Problem statement: Begin at the first line below and copy each line exactly, ending with the line where "event server app" appears.

Saved data entries:

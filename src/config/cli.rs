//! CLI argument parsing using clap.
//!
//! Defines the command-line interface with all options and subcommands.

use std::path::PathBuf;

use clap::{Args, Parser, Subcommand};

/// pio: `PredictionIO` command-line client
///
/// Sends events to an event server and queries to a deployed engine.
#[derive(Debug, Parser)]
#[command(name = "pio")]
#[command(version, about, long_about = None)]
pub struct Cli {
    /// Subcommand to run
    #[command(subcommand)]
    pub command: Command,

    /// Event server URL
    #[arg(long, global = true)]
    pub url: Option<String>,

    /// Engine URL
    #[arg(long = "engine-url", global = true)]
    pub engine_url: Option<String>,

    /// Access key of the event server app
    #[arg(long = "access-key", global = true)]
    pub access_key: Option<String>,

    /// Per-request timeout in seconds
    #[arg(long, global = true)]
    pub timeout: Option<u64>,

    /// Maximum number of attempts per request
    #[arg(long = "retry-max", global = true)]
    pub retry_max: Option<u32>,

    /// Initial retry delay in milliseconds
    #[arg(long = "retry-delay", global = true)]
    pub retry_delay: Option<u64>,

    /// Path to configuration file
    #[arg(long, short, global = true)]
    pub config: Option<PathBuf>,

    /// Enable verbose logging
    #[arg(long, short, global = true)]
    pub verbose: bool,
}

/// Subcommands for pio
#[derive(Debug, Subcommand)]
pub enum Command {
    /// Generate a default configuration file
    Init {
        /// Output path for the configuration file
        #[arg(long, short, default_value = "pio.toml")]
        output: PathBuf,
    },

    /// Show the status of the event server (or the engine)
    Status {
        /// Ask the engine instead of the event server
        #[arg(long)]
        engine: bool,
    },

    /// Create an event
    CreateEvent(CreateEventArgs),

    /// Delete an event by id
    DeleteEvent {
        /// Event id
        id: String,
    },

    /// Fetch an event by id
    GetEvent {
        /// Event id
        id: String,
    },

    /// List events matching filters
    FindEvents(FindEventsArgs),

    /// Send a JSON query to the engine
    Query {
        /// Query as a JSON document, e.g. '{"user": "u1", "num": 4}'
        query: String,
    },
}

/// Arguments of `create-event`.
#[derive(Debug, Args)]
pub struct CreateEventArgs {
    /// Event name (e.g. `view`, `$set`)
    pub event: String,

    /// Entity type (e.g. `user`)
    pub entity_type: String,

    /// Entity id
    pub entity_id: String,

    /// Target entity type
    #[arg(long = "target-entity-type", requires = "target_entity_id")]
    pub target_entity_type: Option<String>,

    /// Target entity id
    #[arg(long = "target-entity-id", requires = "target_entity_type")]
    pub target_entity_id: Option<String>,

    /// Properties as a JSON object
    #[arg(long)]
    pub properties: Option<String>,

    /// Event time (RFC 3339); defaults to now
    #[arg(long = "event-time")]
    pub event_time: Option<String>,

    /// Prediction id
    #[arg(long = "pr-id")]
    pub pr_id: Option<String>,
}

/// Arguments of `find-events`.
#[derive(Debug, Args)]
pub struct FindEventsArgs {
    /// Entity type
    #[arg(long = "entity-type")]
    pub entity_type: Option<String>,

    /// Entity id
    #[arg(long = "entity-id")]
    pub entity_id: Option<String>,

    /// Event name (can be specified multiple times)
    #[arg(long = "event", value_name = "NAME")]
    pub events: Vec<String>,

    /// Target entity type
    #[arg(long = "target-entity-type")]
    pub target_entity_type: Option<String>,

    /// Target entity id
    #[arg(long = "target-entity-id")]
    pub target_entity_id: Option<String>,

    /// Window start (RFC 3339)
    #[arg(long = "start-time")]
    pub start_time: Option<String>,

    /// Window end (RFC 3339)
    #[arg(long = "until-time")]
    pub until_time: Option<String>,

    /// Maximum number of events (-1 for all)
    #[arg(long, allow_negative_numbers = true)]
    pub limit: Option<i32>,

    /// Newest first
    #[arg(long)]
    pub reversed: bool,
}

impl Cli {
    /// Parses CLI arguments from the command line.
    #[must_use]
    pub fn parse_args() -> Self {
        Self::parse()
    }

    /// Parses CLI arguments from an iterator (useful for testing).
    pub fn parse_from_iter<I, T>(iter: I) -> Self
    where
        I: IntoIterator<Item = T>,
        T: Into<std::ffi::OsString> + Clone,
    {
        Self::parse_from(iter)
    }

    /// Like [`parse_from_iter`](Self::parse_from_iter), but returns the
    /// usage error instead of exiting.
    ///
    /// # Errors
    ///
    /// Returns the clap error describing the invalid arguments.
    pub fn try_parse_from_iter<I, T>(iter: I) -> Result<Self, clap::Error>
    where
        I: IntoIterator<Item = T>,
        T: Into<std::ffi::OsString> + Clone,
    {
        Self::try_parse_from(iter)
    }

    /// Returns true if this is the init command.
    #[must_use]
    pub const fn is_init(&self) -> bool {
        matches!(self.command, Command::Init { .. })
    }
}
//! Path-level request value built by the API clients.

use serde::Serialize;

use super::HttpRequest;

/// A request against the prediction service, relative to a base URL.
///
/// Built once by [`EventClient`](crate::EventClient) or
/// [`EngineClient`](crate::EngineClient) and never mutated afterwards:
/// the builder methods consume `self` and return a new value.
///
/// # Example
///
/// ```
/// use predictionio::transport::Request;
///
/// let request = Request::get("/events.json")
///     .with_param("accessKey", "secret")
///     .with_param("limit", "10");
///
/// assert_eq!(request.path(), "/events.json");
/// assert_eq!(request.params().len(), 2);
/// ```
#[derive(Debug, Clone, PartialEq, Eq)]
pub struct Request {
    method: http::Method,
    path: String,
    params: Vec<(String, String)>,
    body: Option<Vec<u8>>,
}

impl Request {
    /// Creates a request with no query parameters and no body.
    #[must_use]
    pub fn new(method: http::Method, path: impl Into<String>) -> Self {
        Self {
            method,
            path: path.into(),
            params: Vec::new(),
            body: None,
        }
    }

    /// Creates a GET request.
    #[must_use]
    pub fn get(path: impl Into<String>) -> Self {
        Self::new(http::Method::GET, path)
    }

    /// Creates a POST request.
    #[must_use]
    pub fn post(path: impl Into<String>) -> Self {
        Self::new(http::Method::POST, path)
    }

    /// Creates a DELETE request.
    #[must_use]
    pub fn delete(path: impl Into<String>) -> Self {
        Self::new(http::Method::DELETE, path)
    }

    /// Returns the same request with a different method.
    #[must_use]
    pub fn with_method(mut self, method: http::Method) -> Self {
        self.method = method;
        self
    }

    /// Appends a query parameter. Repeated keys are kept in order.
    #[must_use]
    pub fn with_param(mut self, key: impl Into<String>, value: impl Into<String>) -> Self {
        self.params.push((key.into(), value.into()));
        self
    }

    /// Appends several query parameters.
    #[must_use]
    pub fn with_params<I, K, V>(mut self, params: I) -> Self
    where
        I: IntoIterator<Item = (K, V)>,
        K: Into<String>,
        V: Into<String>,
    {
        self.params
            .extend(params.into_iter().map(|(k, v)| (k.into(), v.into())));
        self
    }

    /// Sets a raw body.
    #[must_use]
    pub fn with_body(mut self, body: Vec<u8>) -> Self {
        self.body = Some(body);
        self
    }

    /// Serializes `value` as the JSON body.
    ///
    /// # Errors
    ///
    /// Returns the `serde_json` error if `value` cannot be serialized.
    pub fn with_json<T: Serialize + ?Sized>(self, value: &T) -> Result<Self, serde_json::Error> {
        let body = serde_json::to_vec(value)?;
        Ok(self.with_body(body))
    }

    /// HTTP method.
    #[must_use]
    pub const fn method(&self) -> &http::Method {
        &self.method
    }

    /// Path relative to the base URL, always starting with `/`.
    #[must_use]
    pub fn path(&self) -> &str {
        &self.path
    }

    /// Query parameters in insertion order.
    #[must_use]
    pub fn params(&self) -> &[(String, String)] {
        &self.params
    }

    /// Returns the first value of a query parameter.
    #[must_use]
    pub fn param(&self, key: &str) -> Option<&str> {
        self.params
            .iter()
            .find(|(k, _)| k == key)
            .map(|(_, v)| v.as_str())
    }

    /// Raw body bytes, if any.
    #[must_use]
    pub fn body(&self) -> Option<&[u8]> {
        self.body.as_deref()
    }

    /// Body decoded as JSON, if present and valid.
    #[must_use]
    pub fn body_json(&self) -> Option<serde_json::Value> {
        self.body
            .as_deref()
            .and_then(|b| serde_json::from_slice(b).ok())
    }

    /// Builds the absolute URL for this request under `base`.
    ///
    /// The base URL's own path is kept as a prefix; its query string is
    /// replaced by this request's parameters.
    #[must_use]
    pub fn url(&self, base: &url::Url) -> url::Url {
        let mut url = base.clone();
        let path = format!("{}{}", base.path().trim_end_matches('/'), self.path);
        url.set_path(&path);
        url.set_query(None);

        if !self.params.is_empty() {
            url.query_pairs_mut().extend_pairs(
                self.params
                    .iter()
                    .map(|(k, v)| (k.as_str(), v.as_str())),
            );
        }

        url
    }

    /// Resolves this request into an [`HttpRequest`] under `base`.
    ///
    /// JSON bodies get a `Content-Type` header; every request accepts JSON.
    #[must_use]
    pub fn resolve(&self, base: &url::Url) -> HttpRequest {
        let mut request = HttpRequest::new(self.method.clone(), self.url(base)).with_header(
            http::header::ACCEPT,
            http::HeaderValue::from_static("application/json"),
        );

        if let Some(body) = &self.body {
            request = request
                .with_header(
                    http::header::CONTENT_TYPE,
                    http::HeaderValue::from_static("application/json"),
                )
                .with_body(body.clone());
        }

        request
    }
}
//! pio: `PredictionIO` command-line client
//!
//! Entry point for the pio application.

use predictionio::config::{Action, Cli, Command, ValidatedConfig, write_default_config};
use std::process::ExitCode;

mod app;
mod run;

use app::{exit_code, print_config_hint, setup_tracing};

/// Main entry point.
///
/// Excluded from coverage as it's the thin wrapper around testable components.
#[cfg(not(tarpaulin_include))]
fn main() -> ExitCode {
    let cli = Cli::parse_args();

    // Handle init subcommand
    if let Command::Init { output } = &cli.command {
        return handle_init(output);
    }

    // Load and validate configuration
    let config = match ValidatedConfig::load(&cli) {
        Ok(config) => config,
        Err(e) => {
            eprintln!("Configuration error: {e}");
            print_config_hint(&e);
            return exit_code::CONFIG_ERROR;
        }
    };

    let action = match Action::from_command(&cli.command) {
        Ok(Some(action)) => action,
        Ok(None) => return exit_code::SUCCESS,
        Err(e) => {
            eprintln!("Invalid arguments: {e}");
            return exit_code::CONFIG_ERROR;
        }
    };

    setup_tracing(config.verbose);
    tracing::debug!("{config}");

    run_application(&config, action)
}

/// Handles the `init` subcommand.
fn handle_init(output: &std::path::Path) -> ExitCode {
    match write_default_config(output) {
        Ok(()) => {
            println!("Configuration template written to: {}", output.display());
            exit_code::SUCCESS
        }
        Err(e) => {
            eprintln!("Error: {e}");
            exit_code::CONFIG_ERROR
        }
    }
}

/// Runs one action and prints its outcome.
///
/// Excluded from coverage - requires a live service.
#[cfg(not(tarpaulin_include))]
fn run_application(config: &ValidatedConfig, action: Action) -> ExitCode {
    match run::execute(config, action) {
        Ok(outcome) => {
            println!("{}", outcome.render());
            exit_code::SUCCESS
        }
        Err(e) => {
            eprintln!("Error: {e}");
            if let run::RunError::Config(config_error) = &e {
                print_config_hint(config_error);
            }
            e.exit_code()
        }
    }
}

Written reply:
filename src/config/cli.rs
//! CLI argument parsing using clap.
//!
//! Defines the command-line interface with all options and subcommands.

use std::path::PathBuf;

use clap::{Args, Parser, Subcommand};

/// pio: `PredictionIO` command-line client
///
/// Sends events to an event server and queries to a deployed engine.
#[derive(Debug, Parser)]
#[command(name = "pio")]
#[command(version, about, long_about = None)]
pub struct Cli {
    /// Subcommand to run
    #[command(subcommand)]
    pub command: Command,

    /// Event server URL
    #[arg(long, global = true)]
    pub url: Option<String>,

    /// Engine URL
    #[arg(long = "engine-url", global = true)]
    pub engine_url: Option<String>,

    /// Access key of the event server app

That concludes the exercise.